Representatives of U.S. farm cooperatives said yesterday that they are close to an agreement with Libya to sell wheat and corn in return for oil for their shortage-ridden diesel fuel refineries.

"I do feel it's going to be finalized," said Allan Grant, President of the American Farm Bureau Federation. Grant and other members of a trade delegation held talks in Tripoli from May 2 to 7, and are to return for more detailed negotiations in early July.

Grant stressed that the commodities would be tagged at prevailing prices but that savings on oil would be realized by eliminating middlemen. The six major refineries owned by farmer cooperatives have a capacity of half a million barrels a day, and Grant said purchases up to this amount were being considered.

Grain requirements are small in Libya, a North African country with 2.8 million people.

However, Grant said, requirements are expected to increase as Libya switches to more poultry and meat production.

In talks with the Farm Bureau officials. Libyan officials also indicated an interest in access to more U.S. grain for the purpose of supplying food aid to other Arab and Moslem countries that lack oil revenues.

Grant said that the State Department has expressed "no objection to a stright commercial deal," but State Department officials said yesterday that they have received only vague descriptions of the deal that is under study and therefore were not in position to approve or disapprove it.

A spokesman for the National Council of Farmer Cooperatives also disclosed yesterday that grain-for-oil deals had been discussed over the last two years with Algeria, China and Mexico, in addition to Libya, but that "these deals have had a habit of falling apart at the last minute."

Any agreement along the lines now being considered would have broad political and economic significance.

It would demonstrate that grain, as a major American resource, could be used to gain access to additional sources of foreign oil.

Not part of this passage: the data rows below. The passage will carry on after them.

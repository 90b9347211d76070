pub mod pagination_controls;
pub mod toasts;
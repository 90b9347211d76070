/// Человекочитаемый размер тела ответа для лога запросов: "512 B", "2.0 KB"
pub fn format_size(bytes: usize) -> String {
    const KB: f64 = 1024.0;
    const MB: f64 = KB * 1024.0;

    let size = bytes as f64;
    if size >= MB {
        format!("{:.1} MB", size / MB)
    } else if size >= KB {
        format!("{:.1} KB", size / KB)
    } else {
        format!("{} B", bytes)
    }
}

#[cfg(test)]
mod tests {
    use super::*;

    #[test]
    fn test_format_size() {
        assert_eq!(format_size(0), "0 B");
        assert_eq!(format_size(1023), "1023 B");
        assert_eq!(format_size(1536), "1.5 KB");
        assert_eq!(format_size(3 * 1024 * 1024), "3.0 MB");
    }
}
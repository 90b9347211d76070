//! API utilities for frontend-backend communication
//!
//! Provides helper functions for constructing API URLs.

/// Get the base URL for API requests
///
/// Constructs the API base URL from the current window location,
/// using port 3000 for the backend server.
///
/// # Returns
/// - API base URL like "http://localhost:3000" or "https://example.com:3000"
/// - Empty string if window is not available
pub fn api_base() -> String {
    let window = match web_sys::window() {
        Some(w) => w,
        None => return String::new(),
    };
    let location = window.location();
    let protocol = location.protocol().unwrap_or_else(|_| "http:".to_string());
    let hostname = location
        .hostname()
        .unwrap_or_else(|_| "127.0.0.1".to_string());
    format!("{}//{}:3000", protocol, hostname)
}

/// Make a server-provided URL absolute
///
/// The backend returns print/document links as paths ("/api/...");
/// absolute URLs are passed through unchanged.
pub fn absolute_url(base: &str, url: &str) -> String {
    if url.starts_with("http://") || url.starts_with("https://") {
        url.to_string()
    } else if url.starts_with('/') {
        format!("{}{}", base.trim_end_matches('/'), url)
    } else {
        format!("{}/{}", base.trim_end_matches('/'), url)
    }
}

/// Open a URL in a new browser tab
pub fn open_in_new_tab(url: &str) {
    match web_sys::window() {
        Some(window) => {
            if let Err(e) = window.open_with_url_and_target(url, "_blank") {
                log::error!("failed to open {}: {:?}", url, e);
            }
        }
        None => log::warn!("no window to open {}", url),
    }
}
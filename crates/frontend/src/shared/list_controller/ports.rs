use async_trait::async_trait;
use contracts::shared::list::{ActionResponse, ListQuery, PaginatedResponse};

use super::error::ListError;

/// Paged-list capability (`fetchPagedList`)
#[async_trait(?Send)]
pub trait ListSource<T> {
    async fn fetch_page(&self, query: &ListQuery) -> Result<PaginatedResponse<T>, ListError>;
}

/// Row-level write capabilities
#[async_trait(?Send)]
pub trait EntityActions<T> {
    async fn delete(&self, id: &str) -> Result<ActionResponse, ListError>;

    async fn clone_entity(&self, id: &str) -> Result<T, ListError>;

    /// Quotation / challan -> invoice, purchase order -> purchase
    async fn convert(&self, id: &str) -> Result<ActionResponse, ListError>;

    /// URL of the printable document; opened in a new tab by the view
    async fn print_url(&self, id: &str) -> Result<String, ListError>;
}

#[derive(Debug, Clone, Copy, PartialEq, Eq, Hash)]
pub enum NoticeKind {
    Success,
    Error,
}

/// User-facing feedback port (toast, banner, log...)
pub trait Notifier {
    fn notify(&self, kind: NoticeKind, message: &str);
}
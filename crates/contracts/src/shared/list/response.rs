use serde::{Deserialize, Serialize};

use super::query::DEFAULT_PAGE_SIZE;

/// Page state: `{ current, pageSize, total }`, `current` is one-based
#[derive(Debug, Clone, Copy, PartialEq, Eq, Serialize, Deserialize)]
#[serde(rename_all = "camelCase")]
pub struct Pagination {
    pub current: u64,
    pub page_size: u64,
    pub total: u64,
}

impl Default for Pagination {
    fn default() -> Self {
        Self {
            current: 1,
            page_size: DEFAULT_PAGE_SIZE,
            total: 0,
        }
    }
}

impl Pagination {
    pub fn total_pages(&self) -> u64 {
        if self.page_size == 0 {
            return 0;
        }
        self.total.div_ceil(self.page_size)
    }
}

/// One page of records as returned by `GET /api/{collection}/list`
#[derive(Debug, Clone, PartialEq, Serialize, Deserialize)]
pub struct PaginatedResponse<T> {
    pub records: Vec<T>,
    pub pagination: Pagination,
}

/// Outcome of delete / convert
#[derive(Debug, Clone, PartialEq, Eq, Serialize, Deserialize)]
pub struct ActionResponse {
    pub success: bool,
    #[serde(default, skip_serializing_if = "Option::is_none")]
    pub message: Option<String>,
}

impl ActionResponse {
    pub fn ok(message: impl Into<String>) -> Self {
        Self {
            success: true,
            message: Some(message.into()),
        }
    }

    pub fn failed(message: impl Into<String>) -> Self {
        Self {
            success: false,
            message: Some(message.into()),
        }
    }
}

#[derive(Debug, Clone, PartialEq, Eq, Serialize, Deserialize)]
pub struct PrintResponse {
    pub url: String,
}

#[cfg(test)]
mod tests {
    use super::*;

    #[test]
    fn test_pagination_wire_format() {
        let json = serde_json::to_value(Pagination {
            current: 2,
            page_size: 10,
            total: 25,
        })
        .unwrap();
        assert_eq!(json, serde_json::json!({"current": 2, "pageSize": 10, "total": 25}));
    }

    #[test]
    fn test_total_pages() {
        let mut p = Pagination {
            current: 1,
            page_size: 10,
            total: 25,
        };
        assert_eq!(p.total_pages(), 3);
        p.total = 0;
        assert_eq!(p.total_pages(), 0);
    }

    #[test]
    fn test_action_response_without_message() {
        let parsed: ActionResponse = serde_json::from_str(r#"{"success":true}"#).unwrap();
        assert!(parsed.success);
        assert_eq!(parsed.message, None);
    }
}
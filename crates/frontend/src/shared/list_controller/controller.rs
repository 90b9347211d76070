use std::cell::RefCell;
use std::collections::BTreeMap;
use std::rc::Rc;

use contracts::shared::list::{
    ActionResponse, ListQuery, PaginatedResponse, Pagination, Searchable, SortDirection,
};

use super::error::ListError;
use super::ports::{EntityActions, ListSource, NoticeKind, Notifier};
use super::state::{FetchOutcome, FetchParams, ListSnapshot};

type Observer<T> = Rc<dyn Fn(&ListSnapshot<T>)>;

struct Inner<T> {
    snapshot: ListSnapshot<T>,
    /// Last fetched page, source of local search
    cache: Vec<T>,
    entity_filter: Option<String>,
    filters: BTreeMap<String, String>,
    /// Token of the most recently issued fetch
    latest_request: u64,
    in_flight: usize,
    initialized: bool,
    disposed: bool,
    observers: Vec<Observer<T>>,
}

impl<T: Searchable + Clone> Inner<T> {
    fn resolve_query(&self, params: FetchParams) -> ListQuery {
        let sort_by = match params.sort_by {
            Some(field) => (!field.trim().is_empty()).then_some(field),
            None => self.snapshot.sort_by.clone(),
        };
        ListQuery {
            entity_filter: self.entity_filter.clone(),
            page: params
                .page
                .unwrap_or(self.snapshot.pagination.current)
                .max(1),
            page_size: params
                .page_size
                .unwrap_or(self.snapshot.pagination.page_size)
                .max(1),
            filters: self.filters.clone(),
            sort_by,
            sort_direction: params
                .sort_direction
                .unwrap_or(self.snapshot.sort_direction),
        }
    }

    /// Replaces page, sort and cache from one response. An active search term
    /// is re-applied to the new page.
    fn apply_page(&mut self, page: PaginatedResponse<T>, query: &ListQuery) {
        self.snapshot.pagination = page.pagination;
        self.snapshot.sort_by = query.sort_by.clone();
        self.snapshot.sort_direction = query.sort_direction;
        self.cache = page.records;

        let term = self.snapshot.search_term.trim();
        if term.is_empty() {
            self.snapshot.records = self.cache.clone();
        } else {
            let filtered = filter_records(&self.cache, term);
            self.snapshot.pagination.total = filtered.len() as u64;
            self.snapshot.records = filtered;
        }
    }
}

fn filter_records<T: Searchable + Clone>(records: &[T], term: &str) -> Vec<T> {
    records
        .iter()
        .filter(|record| record.matches_filter(term))
        .cloned()
        .collect()
}

/// List data controller, generic over the entity record.
///
/// Clones share the same state, so a view can hand copies to event handlers
/// and spawned tasks. Not thread-safe: everything runs on the UI event loop.
pub struct ListController<T> {
    inner: Rc<RefCell<Inner<T>>>,
    source: Rc<dyn ListSource<T>>,
    actions: Option<Rc<dyn EntityActions<T>>>,
    notifier: Rc<dyn Notifier>,
}

impl<T> Clone for ListController<T> {
    fn clone(&self) -> Self {
        Self {
            inner: Rc::clone(&self.inner),
            source: Rc::clone(&self.source),
            actions: self.actions.clone(),
            notifier: Rc::clone(&self.notifier),
        }
    }
}
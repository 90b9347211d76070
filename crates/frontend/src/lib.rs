pub mod app;
pub mod domain;
pub mod layout;
pub mod shared;

use wasm_bindgen::prelude::wasm_bindgen;

#[wasm_bindgen]
pub fn hydrate() {
    // initializes logging using the `log` crate
    _ = console_log::init_with_level(log::Level::Debug);
    console_error_panic_hook::set_once();

    leptos::mount::mount_to_body(app::App);
}

#[wasm_bindgen(start)]
pub fn start() {
    hydrate();
}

Most of Libya's production of 2 million barrels a day is committed under long-term contracts. Grant said Libyan officials gave the impression that any increment allocated to the farm organizations would come from new production.

Libya currently supplies the United States with 700,000 barrels a day, about 10 percent of U.S. imports. Members of the Organization of Petroleum Exporting Countries have been attempting to limit sales recently as a way of pushing prices up further.

Libyan prices have led the way, rising on the spot market from $14.52 a barrel at the beginning of the year to $21.09 on June 1, a 45 percent increase. (Wheat is selling for about $3.50 a bushel.)

However, industry and government sources yesterday questioned whether Libya would be able to bring new oil sources into production in less than a year.

The U.S. trade deficit with Libya last year was over $3 billion, so any new grain sales to offset this would probably be viewed positively here, U.S. officials said.

In a move that further strained relations between the two countries, the U.S. government recently refused to license the sale of commercial aircraft to Libya on grounds that they could have "military application."

No such restrictions exist on U.S. grain exports.

Farmer-owned oil refineries which produce crucial diesel fuel for farm machinery were hard hit by recent events becuase of their dependence on petroleum from Iran, whose flow of oil has been curtailed and interrupted since the revolution began there.

Rising oil prices have spurred action in Congress to match this with much higher prices for U.S. grain exported to other countries.

Rep. Jim Weaver (D-Ore.) and 52 cosponsors in the House have proposed that a national grain board under the Commodity Credit Corp. be set up to sell, barter or approve the export of grain at a price that would give farmers a higher return.

"We are the sleeping giant today," Weaver said Wednesday during a hearing he called before a House Agriculture subcommittee. "We are siting [with grain] where the Arab countries were 10 years ago."

Witnesses from the administration, private grain companies and several farm organizations testified against the bill. However, Weaver said his proposal had gained support from committee members. He noted that OPEC produces less than 10 percent of global energy requirements but nonetheless has been able to dictate oil prices. He said the United States, with 15 percent of world food production, could do the same.